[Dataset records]
****

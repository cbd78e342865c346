//! Notes area: free-text notes plus the id of the one being edited.

use chrono::{DateTime, Utc};
use serde::{Deserialize, Serialize};
use tracing::debug;
use uuid::Uuid;

use crate::storage::{self, PersistenceGateway, StorageKey};

/// Title shown for a note without any text.
pub const UNTITLED: &str = "Untitled";

#[derive(Debug, Clone, PartialEq, Eq, Serialize, Deserialize)]
pub struct Note {
    pub id: String,
    pub content: String,
    pub updated_at: DateTime<Utc>,
}

impl Note {
    /// First non-blank line of the content.
    pub fn title(&self) -> &str {
        self.content
            .lines()
            .map(str::trim)
            .find(|l| !l.is_empty())
            .unwrap_or(UNTITLED)
    }
}

#[derive(Debug, Clone, Default, PartialEq, Eq, Serialize, Deserialize)]
pub struct NotePatch {
    pub content: Option<String>,
}

/// Persisted payload of the notes store.
#[derive(Debug, Clone, Default, PartialEq, Eq, Serialize, Deserialize)]
pub struct NotesSnapshot {
    #[serde(default)]
    pub notes: Vec<Note>,
    #[serde(default)]
    pub active_note_id: Option<String>,
}

#[derive(Debug, Clone, Default)]
pub struct NotesStore {
    notes: Vec<Note>,
    /// Not validated against `notes`; a dangling id selects nothing.
    active_note_id: Option<String>,
}

impl NotesStore {
    pub fn new() -> Self {
        Self::default()
    }

    pub fn load(gateway: &dyn PersistenceGateway) -> Self {
        let snap: NotesSnapshot = storage::load_or_default(gateway, StorageKey::Notes);
        Self {
            notes: snap.notes,
            active_note_id: snap.active_note_id,
        }
    }

    pub fn save(&self, gateway: &dyn PersistenceGateway) {
        storage::save_logged(gateway, StorageKey::Notes, &self.snapshot());
    }

    pub fn snapshot(&self) -> NotesSnapshot {
        NotesSnapshot {
            notes: self.notes.clone(),
            active_note_id: self.active_note_id.clone(),
        }
    }

    pub fn notes(&self) -> &[Note] {
        &self.notes
    }

    pub fn get(&self, id: &str) -> Option<&Note> {
        self.notes.iter().find(|n| n.id == id)
    }

    pub fn active_note_id(&self) -> Option<&str> {
        self.active_note_id.as_deref()
    }

    pub fn active_note(&self) -> Option<&Note> {
        self.active_note_id.as_deref().and_then(|id| self.get(id))
    }

    /// Most recently edited first.
    pub fn notes_by_recent(&self) -> Vec<&Note> {
        let mut notes: Vec<&Note> = self.notes.iter().collect();
        notes.sort_by(|a, b| b.updated_at.cmp(&a.updated_at));
        notes
    }

    /// Create an empty note and make it active.
    pub fn add_note(&mut self) -> Note {
        let note = Note {
            id: Uuid::new_v4().to_string(),
            content: String::new(),
            updated_at: Utc::now(),
        };
        self.notes.push(note.clone());
        self.active_note_id = Some(note.id.clone());
        debug!(id = %note.id, "note added");
        note
    }

    pub fn update_note(&mut self, id: &str, patch: NotePatch) -> bool {
        let Some(idx) = self.notes.iter().position(|n| n.id == id) else {
            return false;
        };
        let mut note = self.notes[idx].clone();
        if let Some(content) = patch.content {
            note.content = content;
        }
        note.updated_at = Utc::now();
        self.notes[idx] = note;
        true
    }

    /// Remove a note. If it was active, nothing is active afterwards.
    pub fn delete_note(&mut self, id: &str) -> bool {
        let before = self.notes.len();
        self.notes.retain(|n| n.id != id);
        if self.notes.len() == before {
            return false;
        }
        if self.active_note_id.as_deref() == Some(id) {
            self.active_note_id = None;
        }
        debug!(id, "note deleted");
        true
    }

    pub fn set_active_note(&mut self, id: Option<&str>) {
        self.active_note_id = id.map(str::to_string);
    }
}
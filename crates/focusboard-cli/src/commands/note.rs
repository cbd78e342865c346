use clap::Subcommand;
use focusboard_core::{NotePatch, NotesStore};
use serde::Serialize;
use std::path::Path;

use super::{open_db, print_applied, print_json, CmdResult};

#[derive(Subcommand)]
pub enum NoteAction {
    /// Create an empty note and make it active
    Add,
    /// List notes, most recently edited first
    List,
    /// Replace a note's content
    Update { id: String, content: String },
    /// Delete a note
    Delete { id: String },
    /// Make a note active
    Activate { id: String },
}

#[derive(Serialize)]
struct NoteSummary<'a> {
    id: &'a str,
    title: &'a str,
    active: bool,
    updated_at: chrono::DateTime<chrono::Utc>,
}

pub fn run(db: Option<&Path>, action: NoteAction) -> CmdResult {
    let db = open_db(db)?;
    let mut store = NotesStore::load(&db);

    match action {
        NoteAction::Add => {
            let note = store.add_note();
            store.save(&db);
            print_json(&note)?;
        }
        NoteAction::List => {
            let active = store.active_note_id();
            let summaries: Vec<NoteSummary> = store
                .notes_by_recent()
                .into_iter()
                .map(|n| NoteSummary {
                    id: &n.id,
                    title: n.title(),
                    active: active == Some(n.id.as_str()),
                    updated_at: n.updated_at,
                })
                .collect();
            print_json(&summaries)?;
        }
        NoteAction::Update { id, content } => {
            let applied = store.update_note(
                &id,
                NotePatch {
                    content: Some(content),
                },
            );
            store.save(&db);
            print_applied(applied)?;
        }
        NoteAction::Delete { id } => {
            let applied = store.delete_note(&id);
            store.save(&db);
            print_applied(applied)?;
        }
        NoteAction::Activate { id } => {
            store.set_active_note(Some(&id));
            store.save(&db);
            print_applied(store.active_note().is_some())?;
        }
    }
    Ok(())
}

****

▶ _REQUIREMENT_:
Word for word, transcribe all of the records.

▶ _SOLUTION_:
repository cbd78e342865c346
//! Notes area: free-text notes plus the id of the one being edited.

use chrono::{DateTime, Utc};
use serde::{Deserialize, Serialize};
use tracing::debug;
use uuid::Uuid;

use crate::storage::{self, PersistenceGateway, StorageKey};

/// Title shown for a note without any text.
pub const UNTITLED: &str = "Untitled";

#[derive(Debug, Clone, PartialEq, Eq, Serialize, Deserialize)]
pub struct Note {
    pub id: String,
    pub content: String,
    pub updated_at: DateTime<Utc>,
}

impl Note {
    /// First non-blank line of the content.
    pub fn title(&self) -> &str {
        self.content
            .lines()
            .map(str::trim)
            .find(|l| !l.is_empty())
            .unwrap_or(UNTITLED)
    }
}

#[derive(Debug, Clone, Default, PartialEq, Eq, Serialize, Deserialize)]
pub struct NotePatch {
    pub content: Option<String>,
}

/// Persisted payload of the notes store.
#[derive(Debug, Clone, Default, PartialEq, Eq, Serialize, Deserialize)]
pub struct NotesSnapshot {
    #[serde(default)]
    pub notes: Vec<Note>,
    #[serde(default)]
    pub active_note_id: Option<String>,
}

#[derive(Debug, Clone, Default)]
pub struct NotesStore {
    notes: Vec<Note>,
    /// Not validated against `notes`; a dangling id selects nothing.
    active_note_id: Option<String>,
}

impl NotesStore {
    pub fn new() -> Self {
        Self::default()
    }

    pub fn load(gateway: &dyn PersistenceGateway) -> Self {
        let snap: NotesSnapshot = storage::load_or_default(gateway, StorageKey::Notes);
        Self {
            notes: snap.notes,
            active_note_id: snap.active_note_id,
        }
    }

    pub fn save(&self, gateway: &dyn PersistenceGateway) {
        storage::save_logged(gateway, StorageKey::Notes, &self.snapshot());
    }

    pub fn snapshot(&self) -> NotesSnapshot {
        NotesSnapshot {
            notes: self.notes.clone(),
            active_note_id: self.active_note_id.clone(),
        }
    }

    pub fn notes(&self) -> &[Note] {
        &self.notes
    }

    pub fn get(&self, id: &str) -> Option<&Note> {
        self.notes.iter().find(|n| n.id == id)
    }

    pub fn active_note_id(&self) -> Option<&str> {
        self.active_note_id.as_deref()
    }

    pub fn active_note(&self) -> Option<&Note> {
        self.active_note_id.as_deref().and_then(|id| self.get(id))
    }

    /// Most recently edited first.
    pub fn notes_by_recent(&self) -> Vec<&Note> {
        let mut notes: Vec<&Note> = self.notes.iter().collect();
        notes.sort_by(|a, b| b.updated_at.cmp(&a.updated_at));
        notes
    }

    /// Create an empty note and make it active.
    pub fn add_note(&mut self) -> Note {
        let note = Note {
            id: Uuid::new_v4().to_string(),
            content: String::new(),
            updated_at: Utc::now(),
        };
        self.notes.push(note.clone());
        self.active_note_id = Some(note.id.clone());
        debug!(id = %note.id, "note added");
        note
    }

    pub fn update_note(&mut self, id: &str, patch: NotePatch) -> bool {
        let Some(idx) = self.notes.iter().position(|n| n.id == id) else {
            return false;
        };
        let mut note = self.notes[idx].clone();
        if let Some(content) = patch.content {
            note.content = content;
        }
        note.updated_at = Utc::now();
        self.notes[idx] = note;
        true
    }

    /// Remove a note. If it was active, nothing is active afterwards.
    pub fn delete_note(&mut self, id: &str) -> bool {
        let before = self.notes.len();
        self.notes.retain(|n| n.id != id);
        if self.notes.len() == before {
            return false;
        }
        if self.active_note_id.as_deref() == Some(id) {
            self.active_note_id = None;
        }
        debug!(id, "note deleted");
        true
    }

    pub fn set_active_note(&mut self, id: Option<&str>) {
        self.active_note_id = id.map(str::to_string);
    }
}
filename crates/focusboard-cli/src/commands/note.rs
repository cbd78e342865c346
use clap::Subcommand;
use focusboard_core::{NotePatch, NotesStore};
use serde::Serialize;
use std::path::Path;

use super::{open_db, print_applied, print_json, CmdResult};

#[derive(Subcommand)]
pub enum NoteAction {
    /// Create an empty note and make it active
    Add,
    /// List notes, most recently edited first
    List,
    /// Replace a note's content
    Update { id: String, content: String },
    /// Delete a note
    Delete { id: String },
    /// Make a note active
    Activate { id: String },
}

#[derive(Serialize)]
struct NoteSummary<'a> {
    id: &'a str,
    title: &'a str,
    active: bool,
    updated_at: chrono::DateTime<chrono::Utc>,
}

pub fn run(db: Option<&Path>, action: NoteAction) -> CmdResult {
    let db = open_db(db)?;
    let mut store = NotesStore::load(&db);

    match action {
        NoteAction::Add => {
            let note = store.add_note();
            store.save(&db);
            print_json(&note)?;
        }
        NoteAction::List => {
            let active = store.active_note_id();
            let summaries: Vec<NoteSummary> = store
                .notes_by_recent()
                .into_iter()
                .map(|n| NoteSummary {
                    id: &n.id,
                    title: n.title(),
                    active: active == Some(n.id.as_str()),
                    updated_at: n.updated_at,
                })
                .collect();
            print_json(&summaries)?;
        }
        NoteAction::Update { id, content } => {
            let applied = store.update_note(
                &id,
                NotePatch {
                    content: Some(content),
                },
            );
            store.save(&db);
            print_applied(applied)?;
        }
        NoteAction::Delete { id } => {
            let applied = store.delete_note(&id);
            store.save(&db);
            print_applied(applied)?;
        }
        NoteAction::Activate { id } => {
            store.set_active_note(Some(&id));
            store.save(&db);
            print_applied(store.active_note().is_some())?;
        }
    }
    Ok(())
}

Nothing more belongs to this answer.